This application claims priority to Provisional Patent Application Ser. No. 60/584,192, entitled Ultraviolet Art Purifier Having Multiple Charged Collection Plates, filed Jun. 30, 2004.

BACKGROUND

1. Technical Field
The invention relates to air purifiers, and more specifically, to air purifiers utilizing multiple charged collection plates and a germicidal light to clean air circulating through the air purifier.
2. Description of the Related Arts
There are air purifiers known in the art. For example, one model made by Sharper Image uses electro-kinetic energy to cause air to circulate through the air purifier. The model includes an electro-kinetic transducer to convert energy into ion flow, causing the air to flow through the air purifier. Such model also includes a germicidal Ultraviolet (“UV”) lamp to clean the air. This type of air purifier creates an electrostatic field and polarizes air entering into the purifier. Air enters through the bottom of the air purifier, and circulates up through the purifier and out an opening near the top of the purifier. As the air flows upward within the air purifier, it passes the germicidal UV lamp, which kills some bacteria within the flowing air. This model employs a single electrostatic field and a single air filter. Particles attach themselves only to the outside edge of the air filter.
Another air purifier model is made by Honeywell. In the Honeywell model, air enters the air purifier at a location near the bottom and exits at a location near the top. This model includes a single air filter. The air stream within the purifier is subjected to a single electrostatic field, generated by a wire on a single surface within the purifier, and particles within the air stream attach themselves only to the outside edge of the air filter.

SUMMARY OF THE INVENTION

One embodiment of the invention is directed to an air cleaning device which has a housing having at least one input aperture and at least one output aperture, and an air channel therebetween. A first collection plate has a first wall with first inside edges and first outside edges, and has a first charge applied thereto. A second collection plate has a second wall with second inside edges and second outside edges, and has a second charge applied thereto.
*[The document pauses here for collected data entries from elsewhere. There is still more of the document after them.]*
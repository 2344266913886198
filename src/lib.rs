// This Source Code Form is subject to the terms of the Mozilla Public
// License, v. 2.0. If a copy of the MPL was not distributed with this
// file, You can obtain one at http://mozilla.org/MPL/2.0/.

/*!
Antenna Jones matrices for radio-interferometric visibility simulation.

Per-source, per-row, per-channel 2x2 Jones matrices are made by chaining
together optional Jones terms (brightness square roots, complex phases, feed
rotations and direction-dependent effects). The tensors supplied for each term
are described by named-axis schemas, and the sizes of all named dimensions are
resolved and checked for consistency before anything is computed.
 */

mod cli;
pub mod constants;
pub mod jones_chain;
pub mod schema;

// Re-exports.
pub use cli::{AntennaJones, AntennaJonesError};
pub use jones_chain::{
    create_antenna_jones, infer_antenna_jones_shape, JonesChainConfig, JonesChainError,
    JonesChainInputs, JonesFloat, JonesTermKind, Precision, TermShapes,
};
pub use schema::{resolve_dimensions, DimensionSchema, NamedDimensionMap, SchemaError, SchemaInput};

// External re-exports.
pub use marlu::{c32, c64, Jones};
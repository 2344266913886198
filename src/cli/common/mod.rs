// This Source Code Form is subject to the terms of the Mozilla Public
// License, v. 2.0. If a copy of the MPL was not distributed with this
// file, You can obtain one at http://mozilla.org/MPL/2.0/.

//! Common arguments for command-line interfaces. Both the `shape` and
//! `simulate` subcommands describe a Jones chain and the sizes of its tensors
//! in the same way, so those arguments are shared between them.

#[cfg(test)]
mod tests;

use std::{collections::BTreeMap, str::FromStr};

use clap::Parser;
use console::style;
use itertools::Itertools;
use log::{debug, info};
use ndarray::prelude::*;
use serde::{Deserialize, Serialize};
use strum::IntoEnumIterator;
use strum_macros::{Display, EnumIter, EnumString};
use thiserror::Error;

use crate::{
    constants::*,
    jones_chain::{JonesChainConfig, JonesTermKind, Precision, TermShapes},
    schema::{DimensionSchema, SchemaError},
};

pub(super) const DEFAULT_NUM_SOURCES: usize = 10;
pub(super) const DEFAULT_NUM_ROWS: usize = 225;
pub(super) const DEFAULT_NUM_TIMES: usize = 15;
pub(super) const DEFAULT_NUM_CHANS: usize = 16;

lazy_static::lazy_static! {
    pub(super) static ref ARG_FILE_TYPES_COMMA_SEPARATED: String = ArgFileTypes::iter().join(", ");

    pub(super) static ref ARG_FILE_HELP: String =
        format!("All arguments may be specified in a file. Any CLI arguments override arguments set in the file. Supported formats: {}", *ARG_FILE_TYPES_COMMA_SEPARATED);

    static ref PRECISION_HELP: String =
        format!("The floating-point precision of all tensors. Supported values: {}. Default: {}", Precision::iter().join(", "), Precision::default());

    static ref BSQRT_SCHEMA_HELP: String =
        format!("The axis schema of the brightness square roots. Default: {DEFAULT_BSQRT_SCHEMA}");

    static ref COMPLEX_PHASE_SCHEMA_HELP: String =
        format!("The axis schema of the complex phases. Default: {DEFAULT_COMPLEX_PHASE_SCHEMA}");

    static ref FEED_ROTATION_SCHEMA_HELP: String =
        format!("The axis schema of the feed rotations. Default: {DEFAULT_FEED_ROTATION_SCHEMA}");

    static ref DDES_SCHEMA_HELP: String =
        format!("The axis schema of the direction-dependent effects. Default: {DEFAULT_DDES_SCHEMA}");

    static ref NUM_SOURCES_HELP: String =
        format!("The number of sources. Default: {DEFAULT_NUM_SOURCES}");

    static ref NUM_ROWS_HELP: String =
        format!("The number of rows (e.g. antenna-time pairs). Default: {DEFAULT_NUM_ROWS}");

    static ref NUM_TIMES_HELP: String =
        format!("The number of distinct times. Rows are spread evenly over them. Default: {DEFAULT_NUM_TIMES}");

    static ref NUM_CHANS_HELP: String =
        format!("The number of frequency channels. Default: {DEFAULT_NUM_CHANS}");
}

#[derive(Debug, Display, EnumIter, EnumString)]
pub(super) enum ArgFileTypes {
    #[strum(serialize = "toml")]
    Toml,
    #[strum(serialize = "json")]
    Json,
}

/// Read the arguments of `$sub_command` from `$arg_file`, a toml or json file
/// whose tables mirror the subcommand's argument groups.
macro_rules! unpack_arg_file {
    ($arg_file:expr, $sub_command:expr) => ({
        use std::{fs::read_to_string, str::FromStr};

        use crate::cli::{common::{ArgFileTypes, ARG_FILE_TYPES_COMMA_SEPARATED}, AntennaJonesError};

        let arg_file = $arg_file;
        let sub_command: &str = $sub_command;
        debug!("Attempting to parse {sub_command} argument file {}", arg_file.display());

        let arg_file_type = arg_file
            .extension()
            .and_then(|e| e.to_str())
            .map(|e| e.to_lowercase())
            .and_then(|e| ArgFileTypes::from_str(&e).ok())
            .ok_or_else(|| {
                AntennaJonesError::ArgFile(format!(
                    "The {sub_command} argument file {} doesn't have a recognised file extension! Valid extensions are: {}",
                    arg_file.display(),
                    *ARG_FILE_TYPES_COMMA_SEPARATED
                ))
            })?;

        debug!("Parsing {arg_file_type} file...");
        let contents = read_to_string(&arg_file)?;
        let decoded = match arg_file_type {
            ArgFileTypes::Toml => toml::from_str(&contents).map_err(|e| e.to_string()),
            ArgFileTypes::Json => serde_json::from_str(&contents).map_err(|e| e.to_string()),
        };
        decoded.map_err(|err| {
            AntennaJonesError::ArgFile(format!(
                "Couldn't decode {sub_command} arguments from {arg_file_type} file {}:\n{err}",
                arg_file.display()
            ))
        })?
    });
}

/// Which Jones terms are in the chain, and how their tensors are laid out.
#[derive(Parser, Debug, Clone, Default, Serialize, Deserialize)]
pub(super) struct JonesTermArgs {
    /// Include brightness square roots in the chain.
    #[clap(long, help_heading = "JONES TERMS")]
    #[serde(default)]
    pub(super) bsqrt: bool,

    /// Include complex phases in the chain.
    #[clap(long, help_heading = "JONES TERMS")]
    #[serde(default)]
    pub(super) complex_phase: bool,

    /// Include feed rotations in the chain.
    #[clap(long, help_heading = "JONES TERMS")]
    #[serde(default)]
    pub(super) feed_rotation: bool,

    /// Include direction-dependent effects in the chain.
    #[clap(long, help_heading = "JONES TERMS")]
    #[serde(default)]
    pub(super) ddes: bool,

    #[clap(long, help = PRECISION_HELP.as_str(), help_heading = "JONES TERMS")]
    pub(super) precision: Option<String>,

    #[clap(long, help = BSQRT_SCHEMA_HELP.as_str(), help_heading = "SCHEMAS")]
    pub(super) bsqrt_schema: Option<String>,

    #[clap(long, help = COMPLEX_PHASE_SCHEMA_HELP.as_str(), help_heading = "SCHEMAS")]
    pub(super) complex_phase_schema: Option<String>,

    #[clap(long, help = FEED_ROTATION_SCHEMA_HELP.as_str(), help_heading = "SCHEMAS")]
    pub(super) feed_rotation_schema: Option<String>,

    #[clap(long, help = DDES_SCHEMA_HELP.as_str(), help_heading = "SCHEMAS")]
    pub(super) ddes_schema: Option<String>,

    /// Sizes of named dimensions, e.g. "source=10,chan=16". May be given
    /// more than once. These take precedence over the sizes given by other
    /// arguments, and may name axes that only appear in custom schemas.
    #[clap(
        long,
        multiple_occurrences(true),
        use_value_delimiter(true),
        require_value_delimiter(true),
        help_heading = "SCHEMAS"
    )]
    pub(super) dimensions: Option<Vec<String>>,
}

impl JonesTermArgs {
    pub(super) fn merge(self, other: Self) -> Self {
        Self {
            bsqrt: self.bsqrt || other.bsqrt,
            complex_phase: self.complex_phase || other.complex_phase,
            feed_rotation: self.feed_rotation || other.feed_rotation,
            ddes: self.ddes || other.ddes,
            precision: self.precision.or(other.precision),
            bsqrt_schema: self.bsqrt_schema.or(other.bsqrt_schema),
            complex_phase_schema: self.complex_phase_schema.or(other.complex_phase_schema),
            feed_rotation_schema: self.feed_rotation_schema.or(other.feed_rotation_schema),
            ddes_schema: self.ddes_schema.or(other.ddes_schema),
            dimensions: self.dimensions.or(other.dimensions),
        }
    }

    pub(super) fn parse(self) -> Result<JonesChainConfig, JonesTermArgsError> {
        let JonesTermArgs {
            bsqrt,
            complex_phase,
            feed_rotation,
            ddes,
            precision,
            bsqrt_schema,
            complex_phase_schema,
            feed_rotation_schema,
            ddes_schema,
            dimensions,
        } = self;

        let precision = match precision {
            Some(p) => Precision::from_str(&p.to_lowercase())
                .map_err(|_| JonesTermArgsError::InvalidPrecision(p))?,
            None => Precision::default(),
        };

        let dimensions = dimensions
            .unwrap_or_default()
            .into_iter()
            .map(|d| parse_dimension(&d))
            .collect::<Result<BTreeMap<_, _>, _>>()?;

        let default = JonesChainConfig::default();
        Ok(JonesChainConfig {
            have_bsqrt: bsqrt,
            have_complex_phase: complex_phase,
            have_feed_rotation: feed_rotation,
            have_ddes: ddes,
            precision,
            bsqrt_schema: bsqrt_schema.unwrap_or(default.bsqrt_schema),
            complex_phase_schema: complex_phase_schema.unwrap_or(default.complex_phase_schema),
            feed_rotation_schema: feed_rotation_schema.unwrap_or(default.feed_rotation_schema),
            ddes_schema: ddes_schema.unwrap_or(default.ddes_schema),
            dimensions,
        })
    }
}

/// Parse a "name=size" dimension declaration.
fn parse_dimension(s: &str) -> Result<(String, usize), JonesTermArgsError> {
    let (name, size) = s
        .split_once('=')
        .ok_or_else(|| JonesTermArgsError::InvalidDimension(s.to_string()))?;
    let name = name.trim();
    if name.is_empty() {
        return Err(JonesTermArgsError::InvalidDimension(s.to_string()));
    }
    let size = size
        .trim()
        .parse()
        .map_err(|_| JonesTermArgsError::InvalidDimension(s.to_string()))?;
    Ok((name.to_string(), size))
}

#[derive(Error, Debug)]
pub(super) enum JonesTermArgsError {
    #[error("Unrecognised precision '{0}'; supported values are: single, double")]
    InvalidPrecision(String),

    #[error("Couldn't parse dimension declaration '{0}'; expected something like 'source=10'")]
    InvalidDimension(String),
}

/// The sizes of the tensors fed into a Jones chain.
#[derive(Parser, Debug, Clone, Default, Serialize, Deserialize)]
pub(super) struct SizeArgs {
    #[clap(short = 's', long, help = NUM_SOURCES_HELP.as_str(), help_heading = "SIZES")]
    pub(super) num_sources: Option<usize>,

    #[clap(short = 'r', long, help = NUM_ROWS_HELP.as_str(), help_heading = "SIZES")]
    pub(super) num_rows: Option<usize>,

    #[clap(short = 't', long, help = NUM_TIMES_HELP.as_str(), help_heading = "SIZES")]
    pub(super) num_times: Option<usize>,

    #[clap(short = 'c', long, help = NUM_CHANS_HELP.as_str(), help_heading = "SIZES")]
    pub(super) num_chans: Option<usize>,
}

impl SizeArgs {
    pub(super) fn merge(self, other: Self) -> Self {
        Self {
            num_sources: self.num_sources.or(other.num_sources),
            num_rows: self.num_rows.or(other.num_rows),
            num_times: self.num_times.or(other.num_times),
            num_chans: self.num_chans.or(other.num_chans),
        }
    }

    /// Work out the shape of every present term's tensor from its schema, and
    /// make a row-to-time index with rows spread evenly over the times. The
    /// sizes become declared dimensions of `config`, unless a size for the
    /// same name was already declared.
    pub(super) fn parse(self, mut config: JonesChainConfig) -> Result<ChainSetup, SizeArgsError> {
        let SizeArgs {
            num_sources,
            num_rows,
            num_times,
            num_chans,
        } = self;

        let mut declare = |name: &str, size: usize| -> usize {
            *config.dimensions.entry(name.to_string()).or_insert(size)
        };
        declare("source", num_sources.unwrap_or(DEFAULT_NUM_SOURCES));
        declare("chan", num_chans.unwrap_or(DEFAULT_NUM_CHANS));
        let num_rows = declare("row", num_rows.unwrap_or(DEFAULT_NUM_ROWS));
        let num_times = declare("time", num_times.unwrap_or(DEFAULT_NUM_TIMES));
        if i32::try_from(num_times).is_err() {
            return Err(SizeArgsError::TooManyTimes(num_times));
        }

        let mut term_shapes = Vec::with_capacity(JonesTermKind::ORDER.len());
        for kind in config.present_terms() {
            let schema = DimensionSchema::parse(config.schema(kind))?;
            let shape = schema
                .axes()
                .iter()
                .map(|axis| match config.dimensions.get(axis) {
                    Some(&size) => Ok(size),
                    // Matrices have 4 correlations unless declared otherwise.
                    None if axis == "corr" => Ok(NUM_CORR),
                    None => Err(SizeArgsError::UnknownAxis {
                        tensor: kind.to_string(),
                        axis: axis.clone(),
                    }),
                })
                .collect::<Result<Vec<usize>, _>>()?;
            debug!("{kind} {schema} has shape {shape:?}");
            term_shapes.push((kind, shape));
        }

        let row_to_time_index =
            Array1::from_shape_fn(num_rows, |i_row| (i_row * num_times / num_rows) as i32);

        Ok(ChainSetup {
            config,
            term_shapes,
            row_to_time_index,
        })
    }
}

#[derive(Error, Debug)]
pub(super) enum SizeArgsError {
    #[error("The schema of '{tensor}' has an axis '{axis}' with an unknown size; declare it with --dimensions {axis}=<size>")]
    UnknownAxis { tensor: String, axis: String },

    #[error("The number of times ({0}) is too large for a 32-bit time index")]
    TooManyTimes(usize),

    #[error(transparent)]
    Schema(#[from] SchemaError),
}

/// Everything needed to describe a Jones chain, without any of its data.
#[derive(Debug, Clone)]
pub(super) struct ChainSetup {
    pub(super) config: JonesChainConfig,

    /// The shape of each present term's tensor, in the order the terms are
    /// applied.
    pub(super) term_shapes: Vec<(JonesTermKind, Vec<usize>)>,

    pub(super) row_to_time_index: Array1<i32>,
}

impl ChainSetup {
    pub(super) fn shapes(&self) -> TermShapes<'_> {
        let mut shapes = TermShapes {
            row_to_time_index: self.row_to_time_index.shape(),
            ..Default::default()
        };
        for (kind, shape) in &self.term_shapes {
            shapes.set_term(*kind, shape);
        }
        shapes
    }

    /// Print high-level information on this chain.
    pub(super) fn display(&self) {
        info!("{}", style("Jones chain").bold());
        let chain = if self.term_shapes.is_empty() {
            "none (identity)".to_string()
        } else {
            self.term_shapes.iter().map(|(kind, _)| kind).join(" -> ")
        };
        info!("├ Terms: {chain}");
        info!("├ Precision: {}", self.config.precision);
        for (kind, shape) in &self.term_shapes {
            info!("├ {kind} {}: {shape:?}", self.config.schema(*kind));
        }
        info!(
            "└ Dimensions: {}",
            self.config
                .dimensions
                .iter()
                .map(|(name, size)| format!("{name}={size}"))
                .join(", ")
        );
        info!("");
    }
}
The second collection plate is housed in a first space between the first inside edges of the first collection plate. A third collection plate has a third charge applied thereto. The third collection plate is housed in a second space between the second inside edges of the second collection plate. A set of charged wires are located outside the first collection plate so as to create an electrostatic field within the housing. The electrostatic field ionizes incoming air. A fan creates a flow of air into the at least one input aperture and out the at least one output aperture.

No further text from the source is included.